» Description of the task: Every line in the records below between the one holding "if t.eval() == TriggerState::Fired" and the one holding "self.bump(|s| s.cancelled += 1);", inclusive, is to be set down exactly; all other lines are to be left out.

------ Records for this exercise

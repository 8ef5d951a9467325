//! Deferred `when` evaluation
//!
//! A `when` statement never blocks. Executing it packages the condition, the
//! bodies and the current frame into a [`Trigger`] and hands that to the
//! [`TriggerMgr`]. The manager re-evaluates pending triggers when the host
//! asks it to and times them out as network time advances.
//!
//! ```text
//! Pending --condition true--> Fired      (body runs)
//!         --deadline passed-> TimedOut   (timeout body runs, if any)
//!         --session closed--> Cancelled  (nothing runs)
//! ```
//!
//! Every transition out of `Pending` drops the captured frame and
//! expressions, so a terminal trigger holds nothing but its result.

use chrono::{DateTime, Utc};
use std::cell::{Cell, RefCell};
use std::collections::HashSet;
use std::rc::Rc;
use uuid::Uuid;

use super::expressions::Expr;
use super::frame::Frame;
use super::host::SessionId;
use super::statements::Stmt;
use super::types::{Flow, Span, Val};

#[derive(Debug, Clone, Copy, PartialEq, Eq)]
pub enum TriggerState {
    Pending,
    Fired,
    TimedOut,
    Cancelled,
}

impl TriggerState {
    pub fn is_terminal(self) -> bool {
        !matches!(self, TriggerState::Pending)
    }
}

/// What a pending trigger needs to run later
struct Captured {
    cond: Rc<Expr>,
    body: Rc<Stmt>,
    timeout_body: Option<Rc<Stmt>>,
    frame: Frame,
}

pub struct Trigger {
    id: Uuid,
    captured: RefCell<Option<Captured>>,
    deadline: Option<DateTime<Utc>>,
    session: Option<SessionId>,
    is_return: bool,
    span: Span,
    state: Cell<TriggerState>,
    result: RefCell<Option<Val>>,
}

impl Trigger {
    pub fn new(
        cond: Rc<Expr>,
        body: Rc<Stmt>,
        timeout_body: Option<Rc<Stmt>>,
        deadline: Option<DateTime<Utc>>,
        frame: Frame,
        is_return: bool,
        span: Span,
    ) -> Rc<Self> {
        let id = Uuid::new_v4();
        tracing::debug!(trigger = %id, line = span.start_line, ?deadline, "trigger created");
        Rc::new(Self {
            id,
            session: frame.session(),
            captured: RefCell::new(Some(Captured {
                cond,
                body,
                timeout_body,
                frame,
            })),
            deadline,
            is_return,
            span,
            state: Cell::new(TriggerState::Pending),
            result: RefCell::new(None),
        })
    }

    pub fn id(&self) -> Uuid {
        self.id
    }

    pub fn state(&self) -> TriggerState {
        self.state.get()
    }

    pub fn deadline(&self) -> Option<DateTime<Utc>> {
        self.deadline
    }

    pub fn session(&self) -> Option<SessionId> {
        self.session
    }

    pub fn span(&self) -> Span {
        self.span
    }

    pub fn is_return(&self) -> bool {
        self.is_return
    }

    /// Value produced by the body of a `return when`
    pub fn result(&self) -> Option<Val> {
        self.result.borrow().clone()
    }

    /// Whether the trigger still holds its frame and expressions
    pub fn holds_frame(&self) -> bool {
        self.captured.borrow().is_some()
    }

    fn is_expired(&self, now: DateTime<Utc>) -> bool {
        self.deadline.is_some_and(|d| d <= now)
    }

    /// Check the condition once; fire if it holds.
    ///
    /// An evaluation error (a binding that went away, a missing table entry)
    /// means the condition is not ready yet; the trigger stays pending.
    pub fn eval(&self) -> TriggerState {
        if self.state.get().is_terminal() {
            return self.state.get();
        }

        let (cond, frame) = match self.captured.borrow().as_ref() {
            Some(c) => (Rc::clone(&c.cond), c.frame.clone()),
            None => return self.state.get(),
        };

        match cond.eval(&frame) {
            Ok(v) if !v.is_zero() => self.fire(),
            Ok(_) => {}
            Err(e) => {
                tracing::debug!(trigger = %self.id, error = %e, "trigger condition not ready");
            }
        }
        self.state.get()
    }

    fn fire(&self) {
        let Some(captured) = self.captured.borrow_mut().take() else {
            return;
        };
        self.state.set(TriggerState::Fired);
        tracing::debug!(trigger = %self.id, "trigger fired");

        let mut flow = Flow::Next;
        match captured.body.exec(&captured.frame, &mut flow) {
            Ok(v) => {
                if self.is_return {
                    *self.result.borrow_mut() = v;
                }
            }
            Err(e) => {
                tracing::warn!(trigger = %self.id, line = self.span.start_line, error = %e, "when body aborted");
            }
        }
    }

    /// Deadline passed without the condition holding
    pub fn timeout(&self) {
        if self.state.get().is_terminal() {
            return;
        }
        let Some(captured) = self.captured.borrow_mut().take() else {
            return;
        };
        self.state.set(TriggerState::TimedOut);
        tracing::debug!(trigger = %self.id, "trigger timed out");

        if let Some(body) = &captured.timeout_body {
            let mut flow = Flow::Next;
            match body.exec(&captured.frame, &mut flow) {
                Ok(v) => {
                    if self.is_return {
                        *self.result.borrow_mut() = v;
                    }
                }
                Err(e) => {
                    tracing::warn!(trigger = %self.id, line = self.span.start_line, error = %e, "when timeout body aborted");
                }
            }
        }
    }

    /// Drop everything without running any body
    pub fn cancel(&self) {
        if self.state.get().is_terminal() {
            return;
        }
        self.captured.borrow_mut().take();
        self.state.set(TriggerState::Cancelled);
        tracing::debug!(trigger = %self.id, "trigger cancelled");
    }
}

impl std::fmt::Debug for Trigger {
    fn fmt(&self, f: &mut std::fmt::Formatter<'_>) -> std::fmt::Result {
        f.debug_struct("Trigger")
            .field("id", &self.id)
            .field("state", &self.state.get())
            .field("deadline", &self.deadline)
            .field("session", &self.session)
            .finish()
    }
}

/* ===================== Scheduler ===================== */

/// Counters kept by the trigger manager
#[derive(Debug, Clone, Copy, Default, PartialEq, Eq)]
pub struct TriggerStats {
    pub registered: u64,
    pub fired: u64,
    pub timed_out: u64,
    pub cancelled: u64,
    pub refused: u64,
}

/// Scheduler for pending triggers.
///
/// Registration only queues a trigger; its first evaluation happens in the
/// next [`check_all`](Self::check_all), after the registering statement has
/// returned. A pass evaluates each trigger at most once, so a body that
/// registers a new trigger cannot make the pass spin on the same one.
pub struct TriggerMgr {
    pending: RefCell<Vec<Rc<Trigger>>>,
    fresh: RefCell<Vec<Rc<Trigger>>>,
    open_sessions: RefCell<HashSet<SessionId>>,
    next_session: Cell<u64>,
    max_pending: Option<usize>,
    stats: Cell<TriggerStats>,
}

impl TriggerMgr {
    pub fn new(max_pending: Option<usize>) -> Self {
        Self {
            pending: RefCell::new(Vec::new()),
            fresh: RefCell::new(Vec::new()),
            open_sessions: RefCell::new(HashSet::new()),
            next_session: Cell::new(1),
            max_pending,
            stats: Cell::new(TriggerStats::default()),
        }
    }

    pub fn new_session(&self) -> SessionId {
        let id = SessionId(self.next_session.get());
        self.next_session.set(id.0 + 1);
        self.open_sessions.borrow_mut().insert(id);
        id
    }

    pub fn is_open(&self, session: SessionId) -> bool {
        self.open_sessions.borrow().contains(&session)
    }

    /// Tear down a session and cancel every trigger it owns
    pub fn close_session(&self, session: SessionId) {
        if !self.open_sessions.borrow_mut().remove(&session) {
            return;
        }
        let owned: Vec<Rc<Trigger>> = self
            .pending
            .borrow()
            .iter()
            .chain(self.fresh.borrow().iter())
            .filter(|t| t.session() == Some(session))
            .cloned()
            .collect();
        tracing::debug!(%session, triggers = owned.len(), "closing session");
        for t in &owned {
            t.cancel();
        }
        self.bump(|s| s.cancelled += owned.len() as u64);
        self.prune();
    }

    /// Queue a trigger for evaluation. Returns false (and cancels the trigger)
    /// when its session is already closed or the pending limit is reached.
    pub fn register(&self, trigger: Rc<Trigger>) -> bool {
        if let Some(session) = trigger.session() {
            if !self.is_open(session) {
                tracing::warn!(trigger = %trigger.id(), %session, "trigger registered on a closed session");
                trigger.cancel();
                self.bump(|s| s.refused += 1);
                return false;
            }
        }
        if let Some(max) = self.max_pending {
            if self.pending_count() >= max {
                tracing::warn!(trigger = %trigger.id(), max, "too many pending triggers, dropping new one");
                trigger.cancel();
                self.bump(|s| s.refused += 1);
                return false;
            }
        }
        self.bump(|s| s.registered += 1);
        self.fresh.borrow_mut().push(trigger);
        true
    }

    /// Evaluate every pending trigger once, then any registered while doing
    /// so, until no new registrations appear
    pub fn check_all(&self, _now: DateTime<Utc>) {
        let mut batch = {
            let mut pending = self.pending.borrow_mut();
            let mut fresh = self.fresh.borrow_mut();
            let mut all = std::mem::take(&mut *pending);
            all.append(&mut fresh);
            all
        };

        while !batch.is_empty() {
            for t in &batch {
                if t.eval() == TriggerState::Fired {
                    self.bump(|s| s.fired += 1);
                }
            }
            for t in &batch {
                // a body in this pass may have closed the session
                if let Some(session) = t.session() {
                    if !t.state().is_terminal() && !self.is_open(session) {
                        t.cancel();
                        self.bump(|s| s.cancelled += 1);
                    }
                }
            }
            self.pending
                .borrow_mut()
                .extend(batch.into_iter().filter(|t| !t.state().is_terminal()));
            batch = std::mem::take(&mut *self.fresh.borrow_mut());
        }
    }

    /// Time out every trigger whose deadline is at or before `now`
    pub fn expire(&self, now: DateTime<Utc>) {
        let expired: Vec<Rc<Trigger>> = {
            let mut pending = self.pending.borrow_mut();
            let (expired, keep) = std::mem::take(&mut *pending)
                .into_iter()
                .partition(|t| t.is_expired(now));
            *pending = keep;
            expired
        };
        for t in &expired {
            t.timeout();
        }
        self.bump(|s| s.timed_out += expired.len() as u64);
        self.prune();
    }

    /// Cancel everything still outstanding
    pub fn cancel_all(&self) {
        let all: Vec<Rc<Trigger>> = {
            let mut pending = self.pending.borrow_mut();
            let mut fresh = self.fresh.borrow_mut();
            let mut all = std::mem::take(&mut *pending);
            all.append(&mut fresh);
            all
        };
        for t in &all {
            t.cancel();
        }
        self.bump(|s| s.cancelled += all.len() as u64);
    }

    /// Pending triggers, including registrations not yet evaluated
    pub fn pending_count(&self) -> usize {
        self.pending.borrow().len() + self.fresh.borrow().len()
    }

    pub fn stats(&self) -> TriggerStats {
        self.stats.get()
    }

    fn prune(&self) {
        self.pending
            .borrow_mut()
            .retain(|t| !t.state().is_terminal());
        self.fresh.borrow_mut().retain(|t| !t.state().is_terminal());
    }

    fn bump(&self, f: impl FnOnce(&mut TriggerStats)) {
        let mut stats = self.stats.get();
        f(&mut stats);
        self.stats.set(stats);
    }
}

------------
------ Records for this exercise

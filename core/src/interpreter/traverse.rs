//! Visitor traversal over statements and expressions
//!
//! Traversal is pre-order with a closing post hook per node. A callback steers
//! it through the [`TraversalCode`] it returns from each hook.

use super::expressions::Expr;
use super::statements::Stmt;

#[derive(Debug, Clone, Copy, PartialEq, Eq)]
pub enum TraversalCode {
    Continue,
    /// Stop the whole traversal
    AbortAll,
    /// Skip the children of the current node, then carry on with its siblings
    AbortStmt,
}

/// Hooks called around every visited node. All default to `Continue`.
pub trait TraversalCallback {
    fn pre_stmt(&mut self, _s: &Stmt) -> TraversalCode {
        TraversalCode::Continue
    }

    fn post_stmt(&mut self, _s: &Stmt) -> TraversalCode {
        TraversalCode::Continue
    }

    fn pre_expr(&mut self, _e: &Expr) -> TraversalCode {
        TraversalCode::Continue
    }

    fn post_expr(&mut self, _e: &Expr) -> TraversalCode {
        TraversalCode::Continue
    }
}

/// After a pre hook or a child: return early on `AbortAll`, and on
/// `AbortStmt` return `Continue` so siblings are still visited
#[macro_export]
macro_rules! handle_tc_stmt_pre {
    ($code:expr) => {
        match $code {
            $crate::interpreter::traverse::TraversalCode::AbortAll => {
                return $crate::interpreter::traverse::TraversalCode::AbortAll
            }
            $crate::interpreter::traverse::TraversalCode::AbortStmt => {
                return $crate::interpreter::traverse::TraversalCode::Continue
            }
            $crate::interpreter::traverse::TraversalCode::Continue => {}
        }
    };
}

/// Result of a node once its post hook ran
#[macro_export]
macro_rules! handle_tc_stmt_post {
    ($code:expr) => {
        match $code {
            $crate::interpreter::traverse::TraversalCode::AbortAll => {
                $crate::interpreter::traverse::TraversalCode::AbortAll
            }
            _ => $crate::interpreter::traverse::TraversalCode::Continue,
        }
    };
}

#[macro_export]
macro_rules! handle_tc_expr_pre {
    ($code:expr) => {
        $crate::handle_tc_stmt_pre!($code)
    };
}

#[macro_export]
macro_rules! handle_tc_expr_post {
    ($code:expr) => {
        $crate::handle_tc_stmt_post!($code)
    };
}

------------

» Reply to the exercise:
                if t.eval() == TriggerState::Fired {
                    self.bump(|s| s.fired += 1);
                }
            }
            for t in &batch {
                // a body in this pass may have closed the session
                if let Some(session) = t.session() {
                    if !t.state().is_terminal() && !self.is_open(session) {
                        t.cancel();
                        self.bump(|s| s.cancelled += 1);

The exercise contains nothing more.